Since the feature plate is a plane, the first corner point at the top left corner can be set as the world coordinate system origin O (0,0,0), and the feature plate is in the XOY plane, as shown in fig. 5. The angular point spacing d is known, the coordinates of the angular points in the mth row and the nth column in the world coordinate system are [ (n-1) · d, (m-1) · d,0], so that the three-dimensional space coordinates of all the angular points on the three-dimensional reconstruction feature board in the world coordinate system can be determined.

(2) Camera pose calculation

When the camera is driven from P ₁ When a point is shot, the coordinate system (P) of the camera can be considered ₁ -x ₁ y ₁ z ₁ ) Sit against the worldRigid motion occurs in the object system (O-XYZ). According to the three-dimensional rigid motion principle, the motion between two coordinate systems can be composed of one rotation plus one translation.

Such as: three-dimensionally reconstructing a characteristic plate corner point N, three-dimensional coordinates in a world coordinate system are known and are marked as N = [ X, Y, Z = [)] ^T (ii) a At P ₁ Camera coordinate system (P) ₁ -x ₁ y ₁ z ₁ ) Is represented by N ₁ ＝[x _n1 ，y _n1 ，z _n1 ] ^T 。

Then N is ₁ The coordinates of (a) are:

N ₁ ＝RN+t

wherein, R is a rotation matrix of 3 multiplied by 3, t is a translation matrix of 3 multiplied by 1, and R and t are the position and the posture of the camera (the camera pose for short). Defining the augmented matrix [ R | t ] as a 3 × 4 matrix, the following equation can be listed:

at this time, the camera pose [ R | t]Is unknown, P can be determined from the corner images taken on the three-dimensional reconstruction plate ₁ Pose [ R | t ] of point camera]. N is in P ₁ In the formation of n ₁ Let n be ₁ Two-dimensional coordinates in the image 1 are n ₁ ＝[u _n1 ，v _n1 ] ^T 。
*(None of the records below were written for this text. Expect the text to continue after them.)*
//! Per-connection session worker.
//!
//! # Responsibilities
//! - Wait for the request within the per-connection deadline
//! - Perform one bounded read and write one fixed response
//! - Observe cancellation at every suspension point
//! - Always close the transport and release the slot, exactly once
//!
//! A session is one read/write pair, not a persistent connection handler.

use std::time::Duration;

use tokio::io::{AsyncRead, AsyncReadExt, AsyncWrite, AsyncWriteExt};
use tokio::time::timeout;
use tokio_util::sync::CancellationToken;

use crate::http::{classify, response, RequestKind};
use crate::net::connection::Session;
use crate::net::slots::SlotGuard;
use crate::observability::metrics;

/// Largest request read from a single connection.
pub const MAX_REQUEST_BYTES: usize = 4096;

/// How a session ended.
#[derive(Debug, Clone, Copy, PartialEq, Eq)]
pub enum SessionOutcome {
    /// A response was written for the request.
    Responded(RequestKind),
    /// Nothing arrived before the deadline; no response was written.
    TimedOut,
    /// The peer closed before sending anything.
    PeerClosed,
    /// The read failed.
    ReadFailed,
    /// Writing the response failed or stalled past the deadline.
    WriteFailed,
    /// Shutdown cancelled the session.
    Cancelled,
}

impl SessionOutcome {
    pub fn as_str(&self) -> &'static str {
        match self {
            SessionOutcome::Responded(RequestKind::Fetch) => "not_found",
            SessionOutcome::Responded(RequestKind::Unrecognized) => "bad_request",
            SessionOutcome::TimedOut => "timeout",
            SessionOutcome::PeerClosed => "peer_closed",
            SessionOutcome::ReadFailed => "read_failed",
            SessionOutcome::WriteFailed => "write_failed",
            SessionOutcome::Cancelled => "cancelled",
        }
    }
}

/// Serves one admitted connection and owns its slot until it finishes.
pub struct SessionWorker<S> {
    stream: S,
    session: Session,
    slot: SlotGuard,
    cancel: CancellationToken,
}

impl<S> SessionWorker<S>
where
    S: AsyncRead + AsyncWrite + Unpin + Send,
{
    pub fn new(stream: S, session: Session, slot: SlotGuard, cancel: CancellationToken) -> Self {
        Self {
            stream,
            session,
            slot,
            cancel,
        }
    }

    /// Run the read/respond cycle to completion.
    ///
    /// If the future is dropped instead (task aborted), the stream and the
    /// slot guard are dropped with it, so cleanup still happens once.
    pub async fn run(self) -> SessionOutcome {
        let SessionWorker {
            mut stream,
            session,
            slot,
            cancel,
        } = self;

        let outcome = tokio::select! {
            biased;
            _ = cancel.cancelled() => SessionOutcome::Cancelled,
            outcome = serve(&mut stream, &session) => outcome,
        };

        drop(stream);
        let released = slot.release();

        tracing::info!(
            session_id = %session.id,
            peer = %session.peer.ip(),
            port = session.peer.port(),
            slot = session.slot_number(),
            outcome = outcome.as_str(),
            released,
            "Closing client connection"
        );
        metrics::record_session_closed(outcome.as_str());
        outcome
    }
}

async fn serve<S>(stream: &mut S, session: &Session) -> SessionOutcome
where
    S: AsyncRead + AsyncWrite + Unpin,
{
    let mut buf = vec![0u8; MAX_REQUEST_BYTES];

    // The readiness wait and the read share one deadline.
    let read = match timeout(session.timeout, stream.read(&mut buf)).await {
        Err(_) => {
            tracing::warn!(
                session_id = %session.id,
                peer = %session.peer,
                timeout_ms = session.timeout.as_millis() as u64,
                "Client connection timeout"
            );
            return SessionOutcome::TimedOut;
        }
        Ok(Err(e)) => {
            tracing::warn!(
                session_id = %session.id,
                peer = %session.peer,
                error = %e,
                "Read from client failed"
            );
            return SessionOutcome::ReadFailed;
        }
        Ok(Ok(0)) => {
            tracing::debug!(
                session_id = %session.id,
                peer = %session.peer,
                "Client closed before sending a request"
            );
            return SessionOutcome::PeerClosed;
        }
        Ok(Ok(n)) => n,
    };

    let kind = classify(&buf[..read]);
    tracing::debug!(
        session_id = %session.id,
        bytes = read,
        kind = kind.as_str(),
        "Request received"
    );

    match write_response(stream, response::for_request(kind), session.timeout).await {
        Ok(()) => SessionOutcome::Responded(kind),
        Err(e) => {
            tracing::warn!(
                session_id = %session.id,
                peer = %session.peer,
                error = %e,
                "Write to client failed"
            );
            SessionOutcome::WriteFailed
        }
    }
}

async fn write_response<S>(
    stream: &mut S,
    response: &[u8],
    deadline: Duration,
) -> std::io::Result<()>
where
    S: AsyncWrite + Unpin,
{
    timeout(deadline, stream.write_all(response))
        .await
        .map_err(|_| {
            std::io::Error::new(std::io::ErrorKind::TimedOut, "response write timed out")
        })??;
    // The peer may already be gone; the response is out either way.
    let _ = stream.shutdown().await;
    Ok(())
}

#[cfg(test)]
mod tests {
    use super::*;
    use crate::http::response::{BAD_REQUEST, NOT_FOUND};
    use crate::net::slots::SlotTable;
    use std::sync::Arc;
    use tokio::io::DuplexStream;

    fn admit(
        slots: &Arc<SlotTable>,
        timeout: Duration,
        cancel: &CancellationToken,
    ) -> (DuplexStream, SessionWorker<DuplexStream>) {
        let peer = "127.0.0.1:50000".parse().unwrap();
        let slot = slots.try_claim(peer, cancel.clone()).unwrap();
        let session = Session {
            id: slot.id(),
            peer,
            index: slot.index(),
            timeout,
        };
        let (client, server) = tokio::io::duplex(8 * 1024);
        (client, SessionWorker::new(server, session, slot, cancel.clone()))
    }

    fn slots() -> Arc<SlotTable> {
        Arc::new(SlotTable::with_capacity(2).unwrap())
    }

    #[tokio::test]
    async fn fetch_gets_not_found() {
        let slots = slots();
        let cancel = CancellationToken::new();
        let (mut client, worker) = admit(&slots, Duration::from_secs(5), &cancel);

        client.write_all(b"GET /x HTTP/1.1\r\n\r\n").await.unwrap();
        let outcome = worker.run().await;
        assert_eq!(outcome, SessionOutcome::Responded(RequestKind::Fetch));

        let mut reply = Vec::new();
        client.read_to_end(&mut reply).await.unwrap();
        assert_eq!(reply, NOT_FOUND);
        assert_eq!(slots.active_count(), 0);
    }

    #[tokio::test]
    async fn unknown_verb_gets_bad_request() {
        let slots = slots();
        let cancel = CancellationToken::new();
        let (mut client, worker) = admit(&slots, Duration::from_secs(5), &cancel);

        client.write_all(b"FOO").await.unwrap();
        assert_eq!(worker.run().await, SessionOutcome::Responded(RequestKind::Unrecognized));

        let mut reply = Vec::new();
        client.read_to_end(&mut reply).await.unwrap();
        assert_eq!(reply, BAD_REQUEST);
    }

    #[tokio::test]
    async fn idle_client_times_out_without_response() {
        let slots = slots();
        let cancel = CancellationToken::new();
        let (mut client, worker) = admit(&slots, Duration::from_millis(50), &cancel);
        assert_eq!(slots.active_count(), 1);

        assert_eq!(worker.run().await, SessionOutcome::TimedOut);
        assert_eq!(slots.active_count(), 0);

        let mut reply = Vec::new();
        client.read_to_end(&mut reply).await.unwrap();
        assert!(reply.is_empty());
    }

    #[tokio::test]
    async fn closed_peer_is_not_answered() {
        let slots = slots();
        let cancel = CancellationToken::new();
        let (client, worker) = admit(&slots, Duration::from_secs(5), &cancel);

        drop(client);
        assert_eq!(worker.run().await, SessionOutcome::PeerClosed);
        assert_eq!(slots.active_count(), 0);
    }

    #[tokio::test]
    async fn cancellation_interrupts_pending_read() {
        let slots = slots();
        let cancel = CancellationToken::new();
        let (mut client, worker) = admit(&slots, Duration::from_secs(30), &cancel);

        let task = tokio::spawn(worker.run());
        tokio::time::sleep(Duration::from_millis(20)).await;
        cancel.cancel();

        let outcome = tokio::time::timeout(Duration::from_secs(1), task)
            .await
            .expect("cancelled session should finish promptly")
            .unwrap();
        assert_eq!(outcome, SessionOutcome::Cancelled);
        assert_eq!(slots.active_count(), 0);

        let mut reply = Vec::new();
        client.read_to_end(&mut reply).await.unwrap();
        assert!(reply.is_empty());
    }

    #[tokio::test]
    async fn oversized_request_is_read_once() {
        let slots = slots();
        let cancel = CancellationToken::new();
        let (mut client, worker) = admit(&slots, Duration::from_secs(5), &cancel);

        let mut request = b"GET /".to_vec();
        request.extend(std::iter::repeat(b'a').take(MAX_REQUEST_BYTES * 2 - 5));
        client.write_all(&request).await.unwrap();

        assert_eq!(worker.run().await, SessionOutcome::Responded(RequestKind::Fetch));
    }
}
From the pinhole camera model, if f is the focal length of the camera. Then there are:

namely, it is

z _n1 n ₁ ＝KN ₁

Where K is the intrinsic parameter matrix of the camera. The internal parameters of the camera are fixed after leaving the factory and cannot be changed in the using process. Some camera manufacturers may label the camera internal parameters directly, or may use a mature calibration algorithm to obtain the camera internal parameters (e.g., zhang Zhengyou calibration method), so that K may be considered to be known.

From formula (2):

two constraints are obtained after the unfolding of the substitution formula (1):

p to be solved ₁ Point camera pose augmentation matrix [ R | t [ ]]There are 12 dimensions in total, the camera reference K and the three-dimensional coordinates (X, Y, Z) of the corner points on the three-dimensional reconstruction feature plate are known, and therefore the two above constraints can be provided. Then 6 characteristic corner points can be aligned to the matrix R | t]And (5) solving, and solving the least square solution of the equation by using methods such as SVD (singular value decomposition) and the like when the number of the points is more than 6.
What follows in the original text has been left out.